Work order :: Each line from the one that contains "let [min_lon, min_lat, max_lon, max_lat]" to the end of the material must be quoted exactly; include both end lines and nothing else.

Data for processing ::
==============================

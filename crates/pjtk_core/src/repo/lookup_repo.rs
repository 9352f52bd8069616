//! Reference tables: lakes, project types, protocols.

use super::{bool_to_int, int_to_bool, is_unique_violation, RepoError, RepoResult};
use crate::geo::Envelope;
use crate::model::lookup::{Lake, ProjectType, Protocol};
use rusqlite::{params, Connection, OptionalExtension, Row};

pub trait LookupRepository {
    fn create_lake(&self, abbrev: &str, lake_name: &str, envelope: Option<Envelope>)
        -> RepoResult<i64>;
    fn get_lake(&self, id: i64) -> RepoResult<Option<Lake>>;
    fn list_lakes(&self) -> RepoResult<Vec<Lake>>;
    fn create_project_type(&self, project_type: &str, scope: &str, field_component: bool)
        -> RepoResult<i64>;
    fn get_project_type(&self, id: i64) -> RepoResult<Option<ProjectType>>;
    fn list_project_types(&self) -> RepoResult<Vec<ProjectType>>;
    fn create_protocol(&self, protocol: &str, abbrev: &str) -> RepoResult<i64>;
    fn list_protocols(&self) -> RepoResult<Vec<Protocol>>;
}

pub struct SqliteLookupRepository<'conn> {
    conn: &'conn Connection,
}

impl<'conn> SqliteLookupRepository<'conn> {
    pub fn new(conn: &'conn Connection) -> Self {
        Self { conn }
    }

    fn insert(&self, sql: &str, params: impl rusqlite::Params, what: String) -> RepoResult<i64> {
        match self.conn.execute(sql, params) {
            Ok(_) => Ok(self.conn.last_insert_rowid()),
            Err(err) if is_unique_violation(&err) => Err(RepoError::Conflict(what)),
            Err(err) => Err(err.into()),
        }
    }
}

impl LookupRepository for SqliteLookupRepository<'_> {
    fn create_lake(
        &self,
        abbrev: &str,
        lake_name: &str,
        envelope: Option<Envelope>,
    ) -> RepoResult<i64> {
        self.insert(
            "INSERT INTO lakes (abbrev, lake_name, min_lon, min_lat, max_lon, max_lat)
             VALUES (?1, ?2, ?3, ?4, ?5, ?6);",
            params![
                abbrev,
                lake_name,
                envelope.map(|e| e.min_lon),
                envelope.map(|e| e.min_lat),
                envelope.map(|e| e.max_lon),
                envelope.map(|e| e.max_lat),
            ],
            format!("lake `{abbrev}` already exists"),
        )
    }

    fn get_lake(&self, id: i64) -> RepoResult<Option<Lake>> {
        self.conn
            .query_row(
                "SELECT id, abbrev, lake_name, min_lon, min_lat, max_lon, max_lat
                 FROM lakes WHERE id = ?1;",
                [id],
                parse_lake_row,
            )
            .optional()
            .map_err(RepoError::from)
    }

    fn list_lakes(&self) -> RepoResult<Vec<Lake>> {
        let mut stmt = self.conn.prepare(
            "SELECT id, abbrev, lake_name, min_lon, min_lat, max_lon, max_lat
             FROM lakes ORDER BY abbrev ASC;",
        )?;
        let lakes = stmt
            .query_map([], parse_lake_row)?
            .collect::<Result<Vec<_>, _>>()?;
        Ok(lakes)
    }

    fn create_project_type(
        &self,
        project_type: &str,
        scope: &str,
        field_component: bool,
    ) -> RepoResult<i64> {
        self.insert(
            "INSERT INTO project_types (project_type, scope, field_component) VALUES (?1, ?2, ?3);",
            params![project_type, scope, bool_to_int(field_component)],
            format!("project type `{project_type}` already exists"),
        )
    }

    fn get_project_type(&self, id: i64) -> RepoResult<Option<ProjectType>> {
        self.conn
            .query_row(
                "SELECT id, project_type, scope, field_component FROM project_types WHERE id = ?1;",
                [id],
                |row| Ok(parse_project_type_row(row)),
            )
            .optional()?
            .transpose()
    }

    fn list_project_types(&self) -> RepoResult<Vec<ProjectType>> {
        let mut stmt = self.conn.prepare(
            "SELECT id, project_type, scope, field_component
             FROM project_types ORDER BY project_type ASC;",
        )?;
        let mut rows = stmt.query([])?;
        let mut types = Vec::new();
        while let Some(row) = rows.next()? {
            types.push(parse_project_type_row(row)?);
        }
        Ok(types)
    }

    fn create_protocol(&self, protocol: &str, abbrev: &str) -> RepoResult<i64> {
        self.insert(
            "INSERT INTO protocols (protocol, abbrev) VALUES (?1, ?2);",
            params![protocol, abbrev],
            format!("protocol `{abbrev}` already exists"),
        )
    }

    fn list_protocols(&self) -> RepoResult<Vec<Protocol>> {
        let mut stmt = self.conn.prepare(
            "SELECT id, protocol, abbrev, deprecated FROM protocols ORDER BY abbrev ASC;",
        )?;
        let mut rows = stmt.query([])?;
        let mut protocols = Vec::new();
        while let Some(row) = rows.next()? {
            protocols.push(Protocol {
                id: row.get("id")?,
                protocol: row.get("protocol")?,
                abbrev: row.get("abbrev")?,
                deprecated: int_to_bool(row.get("deprecated")?, "protocols.deprecated")?,
            });
        }
        Ok(protocols)
    }
}

fn parse_lake_row(row: &Row<'_>) -> rusqlite::Result<Lake> {
    let bounds: (Option<f64>, Option<f64>, Option<f64>, Option<f64>) = (
        row.get("min_lon")?,
        row.get("min_lat")?,
        row.get("max_lon")?,
        row.get("max_lat")?,
    );
    let envelope = match bounds {
        (Some(min_lon), Some(min_lat), Some(max_lon), Some(max_lat)) => Some(Envelope {
            min_lon,
            min_lat,
            max_lon,
            max_lat,
        }),
        _ => None,
    };
    Ok(Lake {
        id: row.get("id")?,
        abbrev: row.get("abbrev")?,
        lake_name: row.get("lake_name")?,
        envelope,
    })
}

fn parse_project_type_row(row: &Row<'_>) -> RepoResult<ProjectType> {
    Ok(ProjectType {
        id: row.get("id")?,
        project_type: row.get("project_type")?,
        scope: row.get("scope")?,
        field_component: int_to_bool(
            row.get("field_component")?,
            "project_types.field_component",
        )?,
    })
}
//! Users, employees and the acting caller.
//!
//! # Invariants
//! - Every employee is backed by a user with the same `username`.
//! - `Actor::is_manager` holds for managers and superusers.

use super::project::Project;
use serde::{Deserialize, Serialize};

/// Position of an employee in the approval workflow.
#[derive(Debug, Clone, Copy, PartialEq, Eq, Default, Serialize, Deserialize)]
#[serde(rename_all = "snake_case")]
pub enum Role {
    #[default]
    Employee,
    Manager,
    Dba,
}

impl Role {
    pub fn as_str(self) -> &'static str {
        match self {
            Self::Employee => "employee",
            Self::Manager => "manager",
            Self::Dba => "dba",
        }
    }

    pub fn parse(value: &str) -> Option<Self> {
        match value.trim().to_ascii_lowercase().as_str() {
            "employee" => Some(Self::Employee),
            "manager" => Some(Self::Manager),
            "dba" => Some(Self::Dba),
            _ => None,
        }
    }
}

#[derive(Debug, Clone, PartialEq, Eq, Serialize, Deserialize)]
pub struct User {
    pub username: String,
    pub first_name: String,
    pub last_name: String,
    pub email: String,
    pub is_active: bool,
    pub is_superuser: bool,
}

impl User {
    pub fn new(username: impl Into<String>, first_name: &str, last_name: &str) -> Self {
        Self {
            username: username.into(),
            first_name: first_name.to_string(),
            last_name: last_name.to_string(),
            email: String::new(),
            is_active: true,
            is_superuser: false,
        }
    }

    /// "first last", falling back to the username when both are blank.
    pub fn full_name(&self) -> String {
        let name = format!("{} {}", self.first_name, self.last_name);
        let trimmed = name.trim();
        if trimmed.is_empty() {
            self.username.clone()
        } else {
            trimmed.to_string()
        }
    }
}

#[derive(Debug, Clone, PartialEq, Eq, Serialize, Deserialize)]
pub struct Employee {
    pub username: String,
    pub role: Role,
    pub supervisor: Option<String>,
}

/// The authenticated caller of a service operation.
#[derive(Debug, Clone, PartialEq, Eq, Serialize, Deserialize)]
pub struct Actor {
    pub username: String,
    pub role: Role,
    pub is_superuser: bool,
}

impl Actor {
    pub fn new(username: impl Into<String>, role: Role) -> Self {
        Self {
            username: username.into(),
            role,
            is_superuser: false,
        }
    }

    pub fn from_parts(user: &User, employee: Option<&Employee>) -> Self {
        Self {
            username: user.username.clone(),
            role: employee.map(|e| e.role).unwrap_or_default(),
            is_superuser: user.is_superuser,
        }
    }

    pub fn is_manager(&self) -> bool {
        self.is_superuser || self.role == Role::Manager
    }

    /// Managers and DBAs may create projects on behalf of someone else.
    pub fn may_assign_owner(&self) -> bool {
        self.is_manager() || self.role == Role::Dba
    }

    pub fn can_edit(&self, project: &Project) -> bool {
        self.is_manager() || project.owner == self.username
    }
}

#[cfg(test)]
mod tests {
    use super::*;

    #[test]
    fn superuser_counts_as_manager() {
        let mut actor = Actor::new("bart", Role::Employee);
        assert!(!actor.is_manager());
        actor.is_superuser = true;
        assert!(actor.is_manager());
    }

    #[test]
    fn full_name_falls_back_to_username() {
        let user = User::new("homer", "", "");
        assert_eq!(user.full_name(), "homer");
        assert_eq!(User::new("homer", "Homer", "Simpson").full_name(), "Homer Simpson");
    }
}
fn search(args: &SearchArgs, conn: &Connection) -> CliResult<Value> {
    let mut query = SearchQuery::new(args.text.as_str());
    query.year = args.year;
    query.lake = args.lake.clone();
    query.limit = args.limit;
    query.raw_fts_syntax = args.raw;
    Ok(serde_json::to_value(search_projects(conn, &query)?)?)
}

fn parse_bounds(text: &str) -> CliResult<Envelope> {
    let values = text
        .split(',')
        .map(|part| part.trim().parse::<f64>())
        .collect::<Result<Vec<f64>, _>>()
        .map_err(|err| CliError::Usage(format!("invalid bounds `{text}`: {err}")))?;
    let [min_lon, min_lat, max_lon, max_lat] = values[..] else {
        return Err(CliError::Usage(format!(
            "bounds need four values min_lon,min_lat,max_lon,max_lat; got `{text}`"
        )));
    };
    if min_lon > max_lon || min_lat > max_lat {
        return Err(CliError::Usage(format!("bounds `{text}` are inverted")));
    }
    Ok(Envelope {
        min_lon,
        min_lat,
        max_lon,
        max_lat,
    })
}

==============================

Your response ::
    let [min_lon, min_lat, max_lon, max_lat] = values[..] else {
        return Err(CliError::Usage(format!(
            "bounds need four values min_lon,min_lat,max_lon,max_lat; got `{text}`"
        )));
    };
    if min_lon > max_lon || min_lat > max_lat {
        return Err(CliError::Usage(format!("bounds `{text}` are inverted")));
    }
    Ok(Envelope {
        min_lon,
        min_lat,
        max_lon,
        max_lat,
    })
}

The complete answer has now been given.